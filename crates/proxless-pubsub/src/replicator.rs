//! Route index replication over any [`PubSub`] transport.

use std::sync::Arc;

use proxless_state::{RouteIndex, RouteReplication, WeakRouteIndex};
use tracing::{debug, warn};

use crate::channel::{
    decode_is_running, decode_last_used, encode_is_running, encode_last_used,
    is_running_channel, last_used_channel,
};
use crate::{MessageHandler, PubSub};

/// Mirrors `last_used` and `is_running` between replicas.
///
/// Incoming values are applied with the index's local-only update
/// operations, so a received message is never published again.
pub struct StateReplicator {
    pubsub: Arc<dyn PubSub>,
}

impl StateReplicator {
    pub fn new(pubsub: Arc<dyn PubSub>) -> Self {
        Self { pubsub }
    }
}

fn last_used_handler(index: WeakRouteIndex, id: String) -> MessageHandler {
    Arc::new(move |payload: String| {
        let Some(last_used) = decode_last_used(&payload) else {
            warn!(route_id = %id, payload = %payload, "ignoring malformed last_used payload");
            return;
        };
        let Some(index) = index.upgrade() else {
            return;
        };
        if let Err(e) = index.update_last_used(&id, last_used) {
            debug!(route_id = %id, error = %e, "cannot apply replicated last_used");
        }
    })
}

fn is_running_handler(index: WeakRouteIndex, id: String) -> MessageHandler {
    Arc::new(move |payload: String| {
        let Some(is_running) = decode_is_running(&payload) else {
            warn!(route_id = %id, payload = %payload, "ignoring malformed is_running payload");
            return;
        };
        let Some(index) = index.upgrade() else {
            return;
        };
        if let Err(e) = index.update_is_running(&id, is_running) {
            debug!(route_id = %id, error = %e, "cannot apply replicated is_running");
        }
    })
}

impl RouteReplication for StateReplicator {
    fn subscribe(&self, id: &str, index: &RouteIndex) {
        let subscriptions = [
            (
                last_used_channel(id),
                last_used_handler(index.downgrade(), id.to_string()),
            ),
            (
                is_running_channel(id),
                is_running_handler(index.downgrade(), id.to_string()),
            ),
        ];
        for (channel, handler) in subscriptions {
            if let Err(e) = self.pubsub.subscribe(&channel, handler) {
                warn!(route_id = %id, channel = %channel, error = %e, "cannot subscribe");
            }
        }
    }

    fn unsubscribe(&self, id: &str) {
        for channel in [last_used_channel(id), is_running_channel(id)] {
            if let Err(e) = self.pubsub.unsubscribe(&channel) {
                warn!(route_id = %id, channel = %channel, error = %e, "cannot unsubscribe");
            }
        }
    }

    fn publish_last_used(&self, id: &str, last_used: u64) {
        self.pubsub
            .publish(&last_used_channel(id), encode_last_used(last_used));
    }

    fn publish_is_running(&self, id: &str, is_running: bool) {
        self.pubsub
            .publish(&is_running_channel(id), encode_is_running(is_running));
    }
}

#[cfg(test)]
mod tests {
    use super::*;
    use std::sync::Mutex;

    use proxless_core::{RouteDefaults, RouteSpec};

    use crate::error::PubSubResult;

    /// Records calls and keeps handlers so tests can inject messages.
    #[derive(Default)]
    struct ScriptedPubSub {
        published: Mutex<Vec<(String, String)>>,
        handlers: Mutex<Vec<(String, MessageHandler)>>,
        unsubscribed: Mutex<Vec<String>>,
    }

    impl ScriptedPubSub {
        fn deliver(&self, channel: &str, payload: &str) {
            let handlers: Vec<MessageHandler> = self
                .handlers
                .lock()
                .unwrap()
                .iter()
                .filter(|(c, _)| c == channel)
                .map(|(_, h)| h.clone())
                .collect();
            for handler in handlers {
                handler(payload.to_string());
            }
        }
    }

    impl PubSub for ScriptedPubSub {
        fn publish(&self, channel: &str, payload: String) {
            self.published
                .lock()
                .unwrap()
                .push((channel.to_string(), payload));
        }

        fn subscribe(&self, channel: &str, handler: MessageHandler) -> PubSubResult<()> {
            self.handlers
                .lock()
                .unwrap()
                .push((channel.to_string(), handler));
            Ok(())
        }

        fn unsubscribe(&self, channel: &str) -> PubSubResult<()> {
            self.unsubscribed.lock().unwrap().push(channel.to_string());
            Ok(())
        }
    }

    fn setup() -> (Arc<ScriptedPubSub>, RouteIndex) {
        let pubsub = Arc::new(ScriptedPubSub::default());
        let replicator = Arc::new(StateReplicator::new(pubsub.clone()));
        let index = RouteIndex::replicated(RouteDefaults::default(), replicator);
        index
            .upsert(RouteSpec::new("r1", "svc1", "d1", "n1", vec!["a.io".into()]))
            .unwrap();
        (pubsub, index)
    }

    #[test]
    fn creation_subscribes_both_channels() {
        let (pubsub, _index) = setup();
        let channels: Vec<String> = pubsub
            .handlers
            .lock()
            .unwrap()
            .iter()
            .map(|(c, _)| c.clone())
            .collect();
        assert_eq!(channels, vec!["last_used_r1", "is_running_r1"]);
    }

    #[test]
    fn local_mutations_are_published() {
        let (pubsub, index) = setup();
        index.mark_used("r1", 1_700_000_000).unwrap();
        index.mark_running("r1", true).unwrap();

        assert_eq!(
            *pubsub.published.lock().unwrap(),
            vec![
                ("last_used_r1".to_string(), "1700000000".to_string()),
                ("is_running_r1".to_string(), "true".to_string()),
            ]
        );
    }

    #[test]
    fn incoming_messages_update_without_republishing() {
        let (pubsub, index) = setup();
        let far_future = u64::MAX / 2;

        pubsub.deliver("last_used_r1", &far_future.to_string());
        pubsub.deliver("is_running_r1", "1");

        let route = index.get_by_id("r1").unwrap();
        assert_eq!(route.last_used, far_future);
        assert!(route.is_running);
        assert!(pubsub.published.lock().unwrap().is_empty());
    }

    #[test]
    fn malformed_payloads_are_ignored() {
        let (pubsub, index) = setup();
        let before = index.get_by_id("r1").unwrap();

        pubsub.deliver("last_used_r1", "soon");
        pubsub.deliver("is_running_r1", "perhaps");

        assert_eq!(index.get_by_id("r1").unwrap(), before);
    }

    #[test]
    fn delete_unsubscribes_both_channels() {
        let (pubsub, index) = setup();
        index.delete("r1").unwrap();
        assert_eq!(
            *pubsub.unsubscribed.lock().unwrap(),
            vec!["last_used_r1", "is_running_r1"]
        );

        // A late message for the deleted route is harmless.
        pubsub.deliver("is_running_r1", "true");
        assert!(index.get_by_id("r1").is_err());
    }

    #[test]
    fn handlers_do_not_keep_the_index_alive() {
        let (pubsub, index) = setup();
        drop(index);
        pubsub.deliver("is_running_r1", "true");
    }
}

Your assignment
Write out the data above again, word for word.

Solved problem
filename crates/proxless-pubsub/src/replicator.rs
//! Route index replication over any [`PubSub`] transport.

use std::sync::Arc;

use proxless_state::{RouteIndex, RouteReplication, WeakRouteIndex};
use tracing::{debug, warn};

use crate::channel::{
    decode_is_running, decode_last_used, encode_is_running, encode_last_used,
    is_running_channel, last_used_channel,
};
use crate::{MessageHandler, PubSub};

/// Mirrors `last_used` and `is_running` between replicas.
///
/// Incoming values are applied with the index's local-only update
/// operations, so a received message is never published again.
pub struct StateReplicator {
    pubsub: Arc<dyn PubSub>,
}

impl StateReplicator {
    pub fn new(pubsub: Arc<dyn PubSub>) -> Self {
        Self { pubsub }
    }
}

fn last_used_handler(index: WeakRouteIndex, id: String) -> MessageHandler {
    Arc::new(move |payload: String| {
        let Some(last_used) = decode_last_used(&payload) else {
            warn!(route_id = %id, payload = %payload, "ignoring malformed last_used payload");
            return;
        };
        let Some(index) = index.upgrade() else {
            return;
        };
        if let Err(e) = index.update_last_used(&id, last_used) {
            debug!(route_id = %id, error = %e, "cannot apply replicated last_used");
        }
    })
}

fn is_running_handler(index: WeakRouteIndex, id: String) -> MessageHandler {
    Arc::new(move |payload: String| {
        let Some(is_running) = decode_is_running(&payload) else {
            warn!(route_id = %id, payload = %payload, "ignoring malformed is_running payload");
            return;
        };
        let Some(index) = index.upgrade() else {
            return;
        };
        if let Err(e) = index.update_is_running(&id, is_running) {
            debug!(route_id = %id, error = %e, "cannot apply replicated is_running");
        }
    })
}

impl RouteReplication for StateReplicator {
    fn subscribe(&self, id: &str, index: &RouteIndex) {
        let subscriptions = [
            (
                last_used_channel(id),
                last_used_handler(index.downgrade(), id.to_string()),
            ),
            (
                is_running_channel(id),
                is_running_handler(index.downgrade(), id.to_string()),
            ),
        ];
        for (channel, handler) in subscriptions {
            if let Err(e) = self.pubsub.subscribe(&channel, handler) {
                warn!(route_id = %id, channel = %channel, error = %e, "cannot subscribe");
            }
        }
    }

    fn unsubscribe(&self, id: &str) {
        for channel in [last_used_channel(id), is_running_channel(id)] {
            if let Err(e) = self.pubsub.unsubscribe(&channel) {
                warn!(route_id = %id, channel = %channel, error = %e, "cannot unsubscribe");
            }
        }
    }

    fn publish_last_used(&self, id: &str, last_used: u64) {
        self.pubsub
            .publish(&last_used_channel(id), encode_last_used(last_used));
    }

    fn publish_is_running(&self, id: &str, is_running: bool) {
        self.pubsub
            .publish(&is_running_channel(id), encode_is_running(is_running));
    }
}

#[cfg(test)]
mod tests {
    use super::*;
    use std::sync::Mutex;

    use proxless_core::{RouteDefaults, RouteSpec};

    use crate::error::PubSubResult;

    /// Records calls and keeps handlers so tests can inject messages.
    #[derive(Default)]
    struct ScriptedPubSub {
        published: Mutex<Vec<(String, String)>>,
        handlers: Mutex<Vec<(String, MessageHandler)>>,
        unsubscribed: Mutex<Vec<String>>,
    }

    impl ScriptedPubSub {
        fn deliver(&self, channel: &str, payload: &str) {
            let handlers: Vec<MessageHandler> = self
                .handlers
                .lock()
                .unwrap()
                .iter()
                .filter(|(c, _)| c == channel)
                .map(|(_, h)| h.clone())
                .collect();
            for handler in handlers {
                handler(payload.to_string());
            }
        }
    }

    impl PubSub for ScriptedPubSub {
        fn publish(&self, channel: &str, payload: String) {
            self.published
                .lock()
                .unwrap()
                .push((channel.to_string(), payload));
        }

        fn subscribe(&self, channel: &str, handler: MessageHandler) -> PubSubResult<()> {
            self.handlers
                .lock()
                .unwrap()
                .push((channel.to_string(), handler));
            Ok(())
        }

        fn unsubscribe(&self, channel: &str) -> PubSubResult<()> {
            self.unsubscribed.lock().unwrap().push(channel.to_string());
            Ok(())
        }
    }

    fn setup() -> (Arc<ScriptedPubSub>, RouteIndex) {
        let pubsub = Arc::new(ScriptedPubSub::default());
        let replicator = Arc::new(StateReplicator::new(pubsub.clone()));
        let index = RouteIndex::replicated(RouteDefaults::default(), replicator);
        index
            .upsert(RouteSpec::new("r1", "svc1", "d1", "n1", vec!["a.io".into()]))
            .unwrap();
        (pubsub, index)
    }

    #[test]
    fn creation_subscribes_both_channels() {
        let (pubsub, _index) = setup();
        let channels: Vec<String> = pubsub
            .handlers
            .lock()
            .unwrap()
            .iter()
            .map(|(c, _)| c.clone())
            .collect();
        assert_eq!(channels, vec!["last_used_r1", "is_running_r1"]);
    }

    #[test]
    fn local_mutations_are_published() {
        let (pubsub, index) = setup();
        index.mark_used("r1", 1_700_000_000).unwrap();
        index.mark_running("r1", true).unwrap();

        assert_eq!(
            *pubsub.published.lock().unwrap(),
            vec![
                ("last_used_r1".to_string(), "1700000000".to_string()),
                ("is_running_r1".to_string(), "true".to_string()),
            ]
        );
    }

    #[test]
    fn incoming_messages_update_without_republishing() {
        let (pubsub, index) = setup();
        let far_future = u64::MAX / 2;

        pubsub.deliver("last_used_r1", &far_future.to_string());
        pubsub.deliver("is_running_r1", "1");

        let route = index.get_by_id("r1").unwrap();
        assert_eq!(route.last_used, far_future);
        assert!(route.is_running);
        assert!(pubsub.published.lock().unwrap().is_empty());
    }

    #[test]
    fn malformed_payloads_are_ignored() {
        let (pubsub, index) = setup();
        let before = index.get_by_id("r1").unwrap();

        pubsub.deliver("last_used_r1", "soon");
        pubsub.deliver("is_running_r1", "perhaps");

        assert_eq!(index.get_by_id("r1").unwrap(), before);
    }

    #[test]
    fn delete_unsubscribes_both_channels() {
        let (pubsub, index) = setup();
        index.delete("r1").unwrap();
        assert_eq!(
            *pubsub.unsubscribed.lock().unwrap(),
            vec!["last_used_r1", "is_running_r1"]
        );

        // A late message for the deleted route is harmless.
        pubsub.deliver("is_running_r1", "true");
        assert!(index.get_by_id("r1").is_err());
    }

    #[test]
    fn handlers_do_not_keep_the_index_alive() {
        let (pubsub, index) = setup();
        drop(index);
        pubsub.deliver("is_running_r1", "true");
    }
}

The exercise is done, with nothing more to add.